Дёма нахнулъ рукой, показывая тѣмъ, во-первыхъ, что онъ и полдуши боится принять, и, во-вторыхъ, говорить ему надоѣло. Онъ вяло высморкался еще разъ и умолкъ. Для всѣхъ было очевидно, что съ нимъ ничего не подѣлаешь. Пожалуй, его можно заставить жить въ деревнѣ, но что изъ этого? Онъ останется, ему все равно, мысли его въ разбродъ пошли, но какой толкъ изъ этого выйдетъ?

Попробовали его подвергнуть перекрестному, очень хитрому допросу.

— Изба и прочее хозяйство есть у тебя? — спросили у него.

— Полагается, — нехотя отвѣчалъ Дема.

— Такъ. Ну, а скотъ есть?

— Скотъ?… Самая малость. Подохъ.

— Такъ, скотъ твой, стало быть, кормится, и кормится, надо полагать, мірскими землями, ай нѣтъ?

— Что-жь…

— Вотъ тебѣ и что-жь! Избу ты имѣешь, мѣсто занимаешь, скотъ твой пользуется, а ты не платишь, по какой причинѣ?

— По причинѣ, что нечѣмъ; радъ бы! — возразилъ Дёма, чувствуя, что изъ-подъ его ногъ ускользаетъ почва.

Допросъ продолжался.

— И опять: мать твоя съ хозяйкой надѣлъ до сей поры держали, занимали землю, а ты душу не платишь, по какой причинѣ?

Дёма взбѣсился. Перекрестнымъ допросомъ приперли его къ стѣнѣ, говорить ему было невозможно. По какой причинѣ? Онъ и самъ хорошенько не зналъ, по какой причинѣ платить ему нечѣмъ, какъ онъ ни бился. Выходило такъ, что нечѣмъ — и все.

— Тыщу разъ говорю вамъ — нечѣмъ платить мнѣ, нечѣмъ, нечѣмъ! Чего еще пристали? — возразилъ Дёма, выходя изъ себя.

— Ну, такъ и сиди дома, — отвѣчали ему, — по крайности, тутъ самого тебя выпорютъ, а не то, чтобы міръ изъ-за тебя мученіе принималъ.

— A куда-жь я дѣну пашпортъ? — вдругъ оживился Дема. — Куда я дѣну пашпортъ?
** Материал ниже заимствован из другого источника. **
use std::convert::From;
use std::fmt;

/// Distance between two neighbouring node cells along one axis.
pub const NODE_STEP: i32 = 2;

#[derive(Hash, Eq, PartialEq, Copy, Clone, Debug, Ord, PartialOrd)]
pub struct PixelCoordinate {
    pub x: u32,
    pub y: u32,
}
impl PixelCoordinate {
    pub fn new(x: u32, y: u32) -> PixelCoordinate {
        PixelCoordinate { x, y }
    }

    /// Both axes odd, i.e. a maze intersection.
    pub fn is_node_cell(&self) -> bool {
        self.x % 2 == 1 && self.y % 2 == 1
    }

    /// Move by `offset`. The caller guarantees the result stays non-negative;
    /// `Node` only ever hands out offsets that keep inside the maze.
    pub fn offset_by(&self, offset: PathOffset) -> PixelCoordinate {
        PixelCoordinate {
            x: self.x.wrapping_add(offset.dx as u32),
            y: self.y.wrapping_add(offset.dy as u32),
        }
    }
}
impl From<(u32, u32)> for PixelCoordinate {
    fn from(x_y_pair: (u32, u32)) -> PixelCoordinate {
        PixelCoordinate::new(x_y_pair.0, x_y_pair.1)
    }
}
impl fmt::Display for PixelCoordinate {
    fn fmt(&self, f: &mut fmt::Formatter) -> fmt::Result {
        write!(f, "({}, {})", self.x, self.y)
    }
}

/// A direction from one node cell to the next, measured in pixels.
/// Exactly one of `dx` / `dy` is non-zero and it is always `±NODE_STEP`.
#[derive(Hash, Eq, PartialEq, Copy, Clone, Debug)]
pub struct PathOffset {
    pub dx: i32,
    pub dy: i32,
}
impl PathOffset {
    pub const LEFT: PathOffset = PathOffset { dx: -NODE_STEP, dy: 0 };
    pub const RIGHT: PathOffset = PathOffset { dx: NODE_STEP, dy: 0 };
    pub const UP: PathOffset = PathOffset { dx: 0, dy: -NODE_STEP };
    pub const DOWN: PathOffset = PathOffset { dx: 0, dy: NODE_STEP };

    pub const ALL: [PathOffset; 4] = [PathOffset::LEFT,
                                      PathOffset::RIGHT,
                                      PathOffset::UP,
                                      PathOffset::DOWN];

    /// Half of the step: the offset from a node cell to the connector cell
    /// that joins it with its neighbour.
    pub fn half(&self) -> PathOffset {
        PathOffset {
            dx: self.dx / 2,
            dy: self.dy / 2,
        }
    }

    pub fn reversed(&self) -> PathOffset {
        PathOffset {
            dx: -self.dx,
            dy: -self.dy,
        }
    }
}
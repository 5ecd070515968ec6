// src/lib.rs
pub mod api;
pub mod client;
pub mod config;
pub mod dashboard;
pub mod db;
pub mod error;
pub mod models;
pub mod seed;
pub mod service;
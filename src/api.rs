// src/api.rs
use crate::error::ApiError;
use crate::service::PortfolioService;
use log::{error, info};
use serde_json::{json, Value};
use std::convert::Infallible;
use std::sync::Arc;
use warp::http::StatusCode;
use warp::{Filter, Rejection, Reply};

const MAX_BODY_BYTES: u64 = 16 * 1024;

/// Full application filter: the portfolio and transaction routes, JSON error
/// bodies for every rejection, then CORS and access logging over both.
pub fn routes(
    service: Arc<PortfolioService>,
) -> impl Filter<Extract = impl Reply, Error = Rejection> + Clone {
    let cors = warp::cors()
        .allow_any_origin()
        .allow_methods(vec!["GET", "POST"])
        .allow_header("content-type");

    let root = warp::path::end()
        .and(warp::get())
        .map(|| "WealthManager API is running");

    root.or(portfolio_routes(service.clone()))
        .or(transaction_routes(service))
        .recover(handle_rejection)
        .with(cors)
        .with(warp::log("wealth_manager::http"))
}

pub fn portfolio_routes(
    service: Arc<PortfolioService>,
) -> impl Filter<Extract = impl Reply, Error = Rejection> + Clone {
    let holdings = warp::path!("api" / "portfolio" / "holdings")
        .and(warp::get())
        .and(with_service(service.clone()))
        .and_then(get_holdings_handler);

    let allocation = warp::path!("api" / "portfolio" / "allocation")
        .and(warp::get())
        .and(with_service(service.clone()))
        .and_then(get_allocation_handler);

    let performance = warp::path!("api" / "portfolio" / "performance")
        .and(warp::get())
        .and(with_service(service.clone()))
        .and_then(get_performance_handler);

    let summary = warp::path!("api" / "portfolio" / "summary")
        .and(warp::get())
        .and(with_service(service))
        .and_then(get_summary_handler);

    holdings.or(allocation).or(performance).or(summary)
}

pub fn transaction_routes(
    service: Arc<PortfolioService>,
) -> impl Filter<Extract = impl Reply, Error = Rejection> + Clone {
    let list = warp::path!("api" / "transactions")
        .and(warp::get())
        .and(with_service(service.clone()))
        .and_then(list_transactions_handler);

    let create = warp::path!("api" / "transactions")
        .and(warp::post())
        .and(with_service(service))
        .and(warp::body::content_length_limit(MAX_BODY_BYTES))
        .and(warp::body::json())
        .and_then(create_transaction_handler);

    list.or(create)
}

fn with_service(
    service: Arc<PortfolioService>,
) -> impl Filter<Extract = (Arc<PortfolioService>,), Error = Infallible> + Clone {
    warp::any().map(move || service.clone())
}

async fn get_holdings_handler(service: Arc<PortfolioService>) -> Result<impl Reply, Rejection> {
    match service.holdings().await {
        Ok(holdings) => {
            info!("Holdings retrieved successfully ({} records).", holdings.len());
            Ok(warp::reply::json(&holdings))
        }
        Err(e) => {
            error!("Failed to retrieve holdings: {}", e);
            Err(warp::reject::custom(ApiError::from_service(
                e,
                "Server error fetching holdings.",
            )))
        }
    }
}

async fn get_allocation_handler(service: Arc<PortfolioService>) -> Result<impl Reply, Rejection> {
    match service.allocation().await {
        Ok(allocation) => {
            info!("Allocation retrieved successfully.");
            Ok(warp::reply::json(&allocation))
        }
        Err(e) => {
            error!("Failed to retrieve allocation: {}", e);
            Err(warp::reject::custom(ApiError::from_service(
                e,
                "Server error fetching allocation data.",
            )))
        }
    }
}

async fn get_performance_handler(service: Arc<PortfolioService>) -> Result<impl Reply, Rejection> {
    match service.performance().await {
        Ok(performance) => {
            info!("Performance retrieved successfully.");
            Ok(warp::reply::json(&performance))
        }
        Err(e) => {
            error!("Failed to retrieve performance: {}", e);
            Err(warp::reject::custom(ApiError::from_service(
                e,
                "Server error fetching performance data.",
            )))
        }
    }
}

async fn get_summary_handler(service: Arc<PortfolioService>) -> Result<impl Reply, Rejection> {
    match service.summary().await {
        Ok(summary) => {
            info!("Summary retrieved successfully.");
            Ok(warp::reply::json(&summary))
        }
        Err(e) => {
            error!("Failed to retrieve summary: {}", e);
            Err(warp::reject::custom(ApiError::from_service(
                e,
                "Server error fetching summary data.",
            )))
        }
    }
}

async fn list_transactions_handler(service: Arc<PortfolioService>) -> Result<impl Reply, Rejection> {
    match service.transactions().await {
        Ok(transactions) => Ok(warp::reply::json(&transactions)),
        Err(e) => {
            error!("Failed to list transactions: {}", e);
            Err(warp::reject::custom(ApiError::from_service(
                e,
                "Server error fetching transactions.",
            )))
        }
    }
}

async fn create_transaction_handler(
    service: Arc<PortfolioService>,
    body: Value,
) -> Result<impl Reply, Rejection> {
    match service.create_transaction(&body).await {
        Ok(transaction) => {
            info!("Transaction added successfully.");
            Ok(warp::reply::with_status(
                warp::reply::json(&transaction),
                StatusCode::CREATED,
            ))
        }
        Err(e) => {
            error!("Failed to add transaction: {}", e);
            Err(warp::reject::custom(ApiError::from_service(
                e,
                "Server error saving transaction.",
            )))
        }
    }
}

/// Renders every rejection as `{"message": ...}` with a matching status.
pub async fn handle_rejection(err: Rejection) -> Result<impl Reply, Infallible> {
    let (status, message) = if let Some(api) = err.find::<ApiError>() {
        (api.status, api.message.clone())
    } else if err.is_not_found() {
        (StatusCode::NOT_FOUND, "Route not found.".to_string())
    } else if let Some(e) = err.find::<warp::filters::body::BodyDeserializeError>() {
        (StatusCode::BAD_REQUEST, format!("Invalid JSON body: {}", e))
    } else if err.find::<warp::reject::PayloadTooLarge>().is_some() {
        (StatusCode::PAYLOAD_TOO_LARGE, "Request body too large.".to_string())
    } else if err.find::<warp::reject::UnsupportedMediaType>().is_some() {
        (
            StatusCode::UNSUPPORTED_MEDIA_TYPE,
            "Expected an application/json body.".to_string(),
        )
    } else if err.find::<warp::reject::LengthRequired>().is_some() {
        (StatusCode::LENGTH_REQUIRED, "Content-Length required.".to_string())
    } else if err.find::<warp::reject::MethodNotAllowed>().is_some() {
        (StatusCode::METHOD_NOT_ALLOWED, "Method not allowed.".to_string())
    } else {
        error!("Unhandled rejection: {:?}", err);
        (StatusCode::INTERNAL_SERVER_ERROR, "Internal server error.".to_string())
    };

    Ok(warp::reply::with_status(
        warp::reply::json(&json!({ "message": message })),
        status,
    ))
}
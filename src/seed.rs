// src/seed.rs
//! Sample portfolio imported by `wealth_manager seed` and `serve --seed`.
use crate::models::{
    Allocation, AllocationEntry, AllocationMap, Holding, HorizonReturns, MarketCap, Performance,
    Performer, Returns, Summary, TimelinePoint,
};
use chrono::NaiveDate;

/// Everything one seed run writes: the holdings plus the three singletons.
#[derive(Debug, Clone, PartialEq)]
pub struct PortfolioSeed {
    pub holdings: Vec<Holding>,
    pub allocation: Allocation,
    pub performance: Performance,
    pub summary: Summary,
}

pub fn sample_portfolio() -> PortfolioSeed {
    PortfolioSeed {
        holdings: sample_holdings(),
        allocation: sample_allocation(),
        performance: sample_performance(),
        summary: sample_summary(),
    }
}

#[allow(clippy::too_many_arguments)]
fn holding(
    symbol: &str,
    name: &str,
    quantity: f64,
    avg_price: f64,
    current_price: f64,
    sector: &str,
    value: f64,
    gain_loss: f64,
    gain_loss_percent: f64,
) -> Holding {
    Holding {
        symbol: symbol.to_string(),
        name: name.to_string(),
        quantity,
        avg_price,
        current_price,
        sector: sector.to_string(),
        market_cap: MarketCap::Large,
        value,
        gain_loss,
        gain_loss_percent,
    }
}

pub fn sample_holdings() -> Vec<Holding> {
    // SUNPHARMA's price is back-solved from its value, so its gain figures
    // are derived rather than quoted.
    let sun_price = 933.975;
    let sun_avg = 1150.0;

    vec![
        holding("RELIANCE", "Reliance Industries Ltd", 50.0, 2450.0, 2680.5, "Energy", 134025.0, 11525.0, 9.39),
        holding("INFY", "Infosys Limited", 100.0, 1800.0, 2010.75, "Technology", 201075.0, 21075.0, 11.71),
        holding("TCS", "Tata Consultan", 75.0, 3200.0, 3450.25, "Technology", 258768.8, 18768.75, 7.82),
        holding("HDFCBANK", "HDFC Bank Limited", 80.0, 1650.0, 1580.3, "Banking", 126424.0, -5576.0, -4.22),
        holding("ICICIBANK", "ICICI Bank Limited", 60.0, 1100.0, 1235.8, "Banking", 74148.0, 8148.0, 12.34),
        holding("BHARTIARTL", "Bharti Airtel Limited", 120.0, 850.0, 920.45, "Telecommunications", 110454.0, 8454.0, 8.28),
        holding("ITC", "ITC Limited", 200.0, 420.0, 465.2, "Consumer Goods", 93040.0, 9040.0, 10.76),
        holding("BAJFINANCE", "Bajaj Finance Limited", 25.0, 6800.0, 7150.6, "Financial Services", 178765.0, 8765.0, 5.15),
        holding("ASIANPAINT", "Asian Paints Limited", 40.0, 3100.0, 2890.75, "Consumer Discretionary", 115630.0, -8370.0, -6.75),
        holding("MARUTI", "Maruti Suzuki India Limited", 30.0, 9500.0, 10250.3, "Automotive", 307509.0, 22509.0, 7.90),
        holding("WIPRO", "Wipro Limited", 150.0, 450.0, 485.6, "Technology", 72840.0, 5340.0, 7.91),
        holding("TATAMOTORS", "Tata Motors Limited", 100.0, 650.0, 720.85, "Automotive", 72085.0, 7085.0, 10.90),
        holding("TECHM", "Tech Mahindra Limited", 80.0, 1200.0, 1145.3, "Technology", 91624.0, -4380.0, -4.56),
        holding("AXISBANK", "Axis Bank Limited", 90.0, 980.0, 1055.4, "Banking", 94986.0, 6786.0, 7.69),
        holding(
            "SUNPHARMA",
            "Sun Pharmaceutical Industries",
            80.0,
            sun_avg,
            sun_price,
            "Healthcare",
            74718.0,
            (sun_price - sun_avg) * 80.0,
            ((sun_price - sun_avg) / sun_avg) * 100.0,
        ),
    ]
}

fn entry(value: f64, percentage: f64) -> AllocationEntry {
    AllocationEntry { value, percentage }
}

pub fn sample_allocation() -> Allocation {
    let by_sector: AllocationMap = vec![
        ("Technology", entry(624303.75, 32.25)),
        ("Automotive", entry(379594.0, 19.61)),
        ("Banking", entry(295558.0, 15.27)),
        ("Financial Services", entry(178765.0, 9.24)),
        ("Energy", entry(134025.0, 6.92)),
        ("Consumer Discretionary", entry(115630.0, 5.97)),
        ("Telecommunications", entry(110454.0, 5.71)),
        ("Consumer Goods", entry(93040.0, 4.81)),
        ("Healthcare", entry(74718.0, 3.86)),
    ]
    .into_iter()
    .collect();

    let by_market_cap: AllocationMap = vec![
        ("Large Cap", entry(1935097.75, 100.0)),
        ("Mid Cap", entry(0.0, 0.0)),
        ("Small Cap", entry(0.0, 0.0)),
    ]
    .into_iter()
    .collect();

    Allocation {
        by_sector,
        by_market_cap,
    }
}

pub fn sample_performance() -> Performance {
    let points = [
        (1, 1500000.0, 21000.0, 62000.0),
        (2, 1520000.0, 21300.0, 61800.0),
        (3, 1540000.0, 22100.0, 64500.0),
        (4, 1580000.0, 22800.0, 66200.0),
        (5, 1620000.0, 23200.0, 68000.0),
        (6, 1650000.0, 23500.0, 68500.0),
        (7, 1680000.0, 24100.0, 69800.0),
        (8, 1720000.0, 24500.0, 70500.0),
        (9, 1750000.0, 25000.0, 71500.0),
        (10, 1780000.0, 25600.0, 72800.0),
        (11, 1820000.0, 26100.0, 74000.0),
        (12, 1850000.0, 26500.0, 75200.0),
    ];

    let timeline = points
        .iter()
        .filter_map(|&(month, portfolio, nifty50, gold)| {
            NaiveDate::from_ymd_opt(2024, month, 1).map(|date| TimelinePoint {
                date,
                portfolio,
                nifty50,
                gold,
            })
        })
        .collect();

    Performance {
        timeline,
        returns: Returns {
            portfolio: HorizonReturns { one_month: 2.3, three_months: 8.1, one_year: 15.7 },
            nifty50: HorizonReturns { one_month: 1.8, three_months: 6.2, one_year: 12.4 },
            gold: HorizonReturns { one_month: -0.5, three_months: 4.1, one_year: 8.9 },
        },
    }
}

pub fn sample_summary() -> Summary {
    Summary {
        total_value: 1935097.75,
        total_invested: 1740000.0,
        total_gain_loss: 195097.75,
        total_gain_loss_percent: 11.21,
        top_performer: Performer {
            symbol: "ICICIBANK".to_string(),
            name: "ICICI Bank Limited".to_string(),
            gain_percent: 12.34,
        },
        worst_performer: Performer {
            symbol: "ASIANPAINT".to_string(),
            name: "Asian Paints Limited".to_string(),
            gain_percent: -6.75,
        },
        diversification_score: 8.2,
        risk_level: "Moderate".to_string(),
    }
}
Деньги я за него уплатилъ сполна, и онъ у меня на цѣлый годъ, годовой; куда-жь мнѣ его дѣть? Ахъ, вы, головы умныя!

Дёма оправился отъ своего смущенія и опять разсѣянно глядѣлъ и слушалъ, — ему было все равно. Но въ свою очередь сходъ былъ пораженъ, такъ что перекрестнаго допроса какъ будто и не было. Дема взялъ годовой паспортъ, деньги за него уплатилъ куда же ему, въ самомъ дѣлѣ, дѣть его? Зная цѣну деньгамъ, парашкинцы стали въ тупикъ и замолчали въ полнѣйшемъ недоумѣніи.

— Пашпортомъ ты не тыкай, бери его и ступай съ Богомъ. A только душу плати.

Говорить о дѣлѣ Дёмы дальше не представлялось уже надобности; все было переговорено. Да и надоѣло всѣмъ. Эти исторіи повторялись въ послѣднее время очень часто и, кромѣ тупого озлобленія, ничего не приносили парашкинцамъ… Что возьмешь съ Дёмы? Если онъ и въ деревнѣ останется — это все равно, еще бѣду какую-нибудь сдѣлаетъ. Притомъ, каждый на сходѣ понималъ, что, можетъ быть, завтра и онъ очутится въ такомъ положеніи, когда взять съ него будетъ нечего.